** Task details **
The full listing below should be repeated exactly.
━━ Data to process
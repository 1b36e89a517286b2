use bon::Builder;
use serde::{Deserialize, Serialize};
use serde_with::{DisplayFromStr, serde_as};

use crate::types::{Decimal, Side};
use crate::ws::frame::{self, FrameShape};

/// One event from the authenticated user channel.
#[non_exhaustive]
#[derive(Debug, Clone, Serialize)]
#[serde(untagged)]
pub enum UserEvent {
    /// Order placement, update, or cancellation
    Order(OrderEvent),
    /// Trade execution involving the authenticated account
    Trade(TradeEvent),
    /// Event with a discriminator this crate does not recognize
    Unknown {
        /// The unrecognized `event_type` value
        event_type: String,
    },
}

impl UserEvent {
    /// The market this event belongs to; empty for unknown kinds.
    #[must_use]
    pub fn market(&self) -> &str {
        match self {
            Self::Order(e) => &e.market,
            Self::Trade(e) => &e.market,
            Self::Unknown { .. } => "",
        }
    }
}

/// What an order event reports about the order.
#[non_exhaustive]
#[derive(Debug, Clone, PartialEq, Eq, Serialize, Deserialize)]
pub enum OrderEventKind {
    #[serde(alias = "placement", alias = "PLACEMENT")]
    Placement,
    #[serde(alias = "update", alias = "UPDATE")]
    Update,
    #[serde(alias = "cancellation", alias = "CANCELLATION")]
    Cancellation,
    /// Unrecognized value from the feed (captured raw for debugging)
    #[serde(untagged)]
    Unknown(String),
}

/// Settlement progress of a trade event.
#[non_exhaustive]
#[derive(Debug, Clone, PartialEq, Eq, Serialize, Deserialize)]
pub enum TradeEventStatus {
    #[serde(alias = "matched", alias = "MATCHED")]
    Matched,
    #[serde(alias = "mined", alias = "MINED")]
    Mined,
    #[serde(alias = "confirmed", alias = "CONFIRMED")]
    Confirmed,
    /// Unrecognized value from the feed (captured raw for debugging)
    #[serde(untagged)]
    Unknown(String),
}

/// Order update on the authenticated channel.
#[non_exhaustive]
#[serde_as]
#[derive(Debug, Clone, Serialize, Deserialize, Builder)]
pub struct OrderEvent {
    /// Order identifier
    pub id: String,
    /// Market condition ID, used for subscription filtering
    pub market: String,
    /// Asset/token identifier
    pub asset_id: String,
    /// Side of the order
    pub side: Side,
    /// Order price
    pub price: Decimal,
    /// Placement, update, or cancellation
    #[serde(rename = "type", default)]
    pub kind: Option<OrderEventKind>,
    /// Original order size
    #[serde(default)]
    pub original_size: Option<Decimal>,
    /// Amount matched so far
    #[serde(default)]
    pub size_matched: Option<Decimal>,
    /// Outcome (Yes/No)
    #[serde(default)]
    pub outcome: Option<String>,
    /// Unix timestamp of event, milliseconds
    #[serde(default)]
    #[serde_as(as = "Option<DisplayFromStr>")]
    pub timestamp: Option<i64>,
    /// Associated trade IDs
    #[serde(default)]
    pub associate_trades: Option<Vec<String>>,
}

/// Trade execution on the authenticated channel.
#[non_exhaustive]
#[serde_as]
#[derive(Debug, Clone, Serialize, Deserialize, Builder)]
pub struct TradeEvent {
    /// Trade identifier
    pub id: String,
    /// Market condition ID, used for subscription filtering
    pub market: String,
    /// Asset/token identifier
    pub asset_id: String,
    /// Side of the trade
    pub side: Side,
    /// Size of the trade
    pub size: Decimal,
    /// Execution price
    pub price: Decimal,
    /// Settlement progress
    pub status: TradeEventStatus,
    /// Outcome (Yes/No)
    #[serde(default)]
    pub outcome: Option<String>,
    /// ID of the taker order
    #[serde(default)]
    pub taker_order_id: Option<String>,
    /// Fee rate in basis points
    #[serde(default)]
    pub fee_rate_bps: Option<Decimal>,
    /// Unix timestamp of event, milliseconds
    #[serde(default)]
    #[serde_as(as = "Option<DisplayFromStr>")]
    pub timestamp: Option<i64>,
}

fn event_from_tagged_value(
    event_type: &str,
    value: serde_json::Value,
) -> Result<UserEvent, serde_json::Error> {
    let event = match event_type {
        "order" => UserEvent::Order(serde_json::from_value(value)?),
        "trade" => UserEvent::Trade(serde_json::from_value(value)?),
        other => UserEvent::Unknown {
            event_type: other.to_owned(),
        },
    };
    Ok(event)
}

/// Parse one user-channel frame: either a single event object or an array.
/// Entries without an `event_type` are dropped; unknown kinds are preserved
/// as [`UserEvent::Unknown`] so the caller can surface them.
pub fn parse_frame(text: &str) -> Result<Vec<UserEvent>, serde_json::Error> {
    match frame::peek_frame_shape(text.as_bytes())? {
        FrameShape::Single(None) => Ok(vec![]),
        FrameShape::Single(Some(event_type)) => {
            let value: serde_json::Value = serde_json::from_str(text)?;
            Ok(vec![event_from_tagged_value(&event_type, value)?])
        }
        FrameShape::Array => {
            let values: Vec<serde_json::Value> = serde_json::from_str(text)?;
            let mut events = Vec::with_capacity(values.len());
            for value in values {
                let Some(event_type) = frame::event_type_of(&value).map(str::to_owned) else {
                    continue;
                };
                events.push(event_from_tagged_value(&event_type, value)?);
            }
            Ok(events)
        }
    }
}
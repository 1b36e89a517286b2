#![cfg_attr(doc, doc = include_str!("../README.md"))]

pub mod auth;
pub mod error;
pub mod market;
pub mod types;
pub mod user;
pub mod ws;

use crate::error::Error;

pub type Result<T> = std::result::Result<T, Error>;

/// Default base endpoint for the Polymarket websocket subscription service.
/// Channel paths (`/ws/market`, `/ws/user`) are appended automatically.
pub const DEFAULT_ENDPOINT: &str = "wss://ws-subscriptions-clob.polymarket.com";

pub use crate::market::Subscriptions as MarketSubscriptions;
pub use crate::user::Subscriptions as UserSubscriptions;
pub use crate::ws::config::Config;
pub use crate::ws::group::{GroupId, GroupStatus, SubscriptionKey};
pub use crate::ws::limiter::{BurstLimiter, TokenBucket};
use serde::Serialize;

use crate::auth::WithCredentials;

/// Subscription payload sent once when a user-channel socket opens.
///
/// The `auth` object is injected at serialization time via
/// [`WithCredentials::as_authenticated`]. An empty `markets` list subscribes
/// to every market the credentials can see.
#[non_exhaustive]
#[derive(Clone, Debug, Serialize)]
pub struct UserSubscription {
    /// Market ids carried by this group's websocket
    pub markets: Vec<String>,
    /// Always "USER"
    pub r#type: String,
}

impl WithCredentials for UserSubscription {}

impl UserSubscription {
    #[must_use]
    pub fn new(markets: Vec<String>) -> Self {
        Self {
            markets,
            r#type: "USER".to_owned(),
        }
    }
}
━━━━
** Written solution **
repository 1b36e89a517286b2
use bon::Builder;
use serde::{Deserialize, Serialize};
use serde_with::{DisplayFromStr, serde_as};

use crate::types::{Decimal, Side};
use crate::ws::frame::{self, FrameShape};

/// One event from the authenticated user channel.
#[non_exhaustive]
#[derive(Debug, Clone, Serialize)]
#[serde(untagged)]
pub enum UserEvent {
    /// Order placement, update, or cancellation
    Order(OrderEvent),
    /// Trade execution involving the authenticated account
    Trade(TradeEvent),
    /// Event with a discriminator this crate does not recognize
    Unknown {
        /// The unrecognized `event_type` value
        event_type: String,
    },
}

impl UserEvent {
    /// The market this event belongs to; empty for unknown kinds.
    #[must_use]
    pub fn market(&self) -> &str {
        match self {
            Self::Order(e) => &e.market,
            Self::Trade(e) => &e.market,
            Self::Unknown { .. } => "",
        }
    }
}

/// What an order event reports about the order.
#[non_exhaustive]
#[derive(Debug, Clone, PartialEq, Eq, Serialize, Deserialize)]
pub enum OrderEventKind {
    #[serde(alias = "placement", alias = "PLACEMENT")]
    Placement,
    #[serde(alias = "update", alias = "UPDATE")]
    Update,
    #[serde(alias = "cancellation", alias = "CANCELLATION")]
    Cancellation,
    /// Unrecognized value from the feed (captured raw for debugging)
    #[serde(untagged)]
    Unknown(String),
}

/// Settlement progress of a trade event.
#[non_exhaustive]
#[derive(Debug, Clone, PartialEq, Eq, Serialize, Deserialize)]
pub enum TradeEventStatus {
    #[serde(alias = "matched", alias = "MATCHED")]
    Matched,
    #[serde(alias = "mined", alias = "MINED")]
    Mined,
    #[serde(alias = "confirmed", alias = "CONFIRMED")]
    Confirmed,
    /// Unrecognized value from the feed (captured raw for debugging)
    #[serde(untagged)]
    Unknown(String),
}

/// Order update on the authenticated channel.
#[non_exhaustive]
#[serde_as]
#[derive(Debug, Clone, Serialize, Deserialize, Builder)]
pub struct OrderEvent {
    /// Order identifier
    pub id: String,
    /// Market condition ID, used for subscription filtering
    pub market: String,
    /// Asset/token identifier
    pub asset_id: String,
    /// Side of the order
    pub side: Side,
    /// Order price
    pub price: Decimal,
    /// Placement, update, or cancellation
    #[serde(rename = "type", default)]
    pub kind: Option<OrderEventKind>,
    /// Original order size
    #[serde(default)]
    pub original_size: Option<Decimal>,
    /// Amount matched so far
    #[serde(default)]
    pub size_matched: Option<Decimal>,
    /// Outcome (Yes/No)
    #[serde(default)]
    pub outcome: Option<String>,
    /// Unix timestamp of event, milliseconds
    #[serde(default)]
    #[serde_as(as = "Option<DisplayFromStr>")]
    pub timestamp: Option<i64>,
    /// Associated trade IDs
    #[serde(default)]
    pub associate_trades: Option<Vec<String>>,
}

/// Trade execution on the authenticated channel.
#[non_exhaustive]
#[serde_as]
#[derive(Debug, Clone, Serialize, Deserialize, Builder)]
pub struct TradeEvent {
    /// Trade identifier
    pub id: String,
    /// Market condition ID, used for subscription filtering
    pub market: String,
    /// Asset/token identifier
    pub asset_id: String,
    /// Side of the trade
    pub side: Side,
    /// Size of the trade
    pub size: Decimal,
    /// Execution price
    pub price: Decimal,
    /// Settlement progress
    pub status: TradeEventStatus,
    /// Outcome (Yes/No)
    #[serde(default)]
    pub outcome: Option<String>,
    /// ID of the taker order
    #[serde(default)]
    pub taker_order_id: Option<String>,
    /// Fee rate in basis points
    #[serde(default)]
    pub fee_rate_bps: Option<Decimal>,
    /// Unix timestamp of event, milliseconds
    #[serde(default)]
    #[serde_as(as = "Option<DisplayFromStr>")]
    pub timestamp: Option<i64>,
}

fn event_from_tagged_value(
    event_type: &str,
    value: serde_json::Value,
) -> Result<UserEvent, serde_json::Error> {
    let event = match event_type {
        "order" => UserEvent::Order(serde_json::from_value(value)?),
        "trade" => UserEvent::Trade(serde_json::from_value(value)?),
        other => UserEvent::Unknown {
            event_type: other.to_owned(),
        },
    };
    Ok(event)
}

/// Parse one user-channel frame: either a single event object or an array.
/// Entries without an `event_type` are dropped; unknown kinds are preserved
/// as [`UserEvent::Unknown`] so the caller can surface them.
pub fn parse_frame(text: &str) -> Result<Vec<UserEvent>, serde_json::Error> {
    match frame::peek_frame_shape(text.as_bytes())? {
        FrameShape::Single(None) => Ok(vec![]),
        FrameShape::Single(Some(event_type)) => {
            let value: serde_json::Value = serde_json::from_str(text)?;
            Ok(vec![event_from_tagged_value(&event_type, value)?])
        }
        FrameShape::Array => {
            let values: Vec<serde_json::Value> = serde_json::from_str(text)?;
            let mut events = Vec::with_capacity(values.len());
            for value in values {
                let Some(event_type) = frame::event_type_of(&value).map(str::to_owned) else {
                    continue;
                };
                events.push(event_from_tagged_value(&event_type, value)?);
            }
            Ok(events)
        }
    }
}
repository 1b36e89a517286b2
#![cfg_attr(doc, doc = include_str!("../README.md"))]

pub mod auth;
pub mod error;
pub mod market;
pub mod types;
pub mod user;
pub mod ws;

use crate::error::Error;

pub type Result<T> = std::result::Result<T, Error>;

/// Default base endpoint for the Polymarket websocket subscription service.
/// Channel paths (`/ws/market`, `/ws/user`) are appended automatically.
pub const DEFAULT_ENDPOINT: &str = "wss://ws-subscriptions-clob.polymarket.com";

pub use crate::market::Subscriptions as MarketSubscriptions;
pub use crate::user::Subscriptions as UserSubscriptions;
pub use crate::ws::config::Config;
pub use crate::ws::group::{GroupId, GroupStatus, SubscriptionKey};
pub use crate::ws::limiter::{BurstLimiter, TokenBucket};
use serde::Serialize;

use crate::auth::WithCredentials;

/// Subscription payload sent once when a user-channel socket opens.
///
/// The `auth` object is injected at serialization time via
/// [`WithCredentials::as_authenticated`]. An empty `markets` list subscribes
/// to every market the credentials can see.
#[non_exhaustive]
#[derive(Clone, Debug, Serialize)]
pub struct UserSubscription {
    /// Market ids carried by this group's websocket
    pub markets: Vec<String>,
    /// Always "USER"
    pub r#type: String,
}

impl WithCredentials for UserSubscription {}

impl UserSubscription {
    #[must_use]
    pub fn new(markets: Vec<String>) -> Self {
        Self {
            markets,
            r#type: "USER".to_owned(),
        }
    }
}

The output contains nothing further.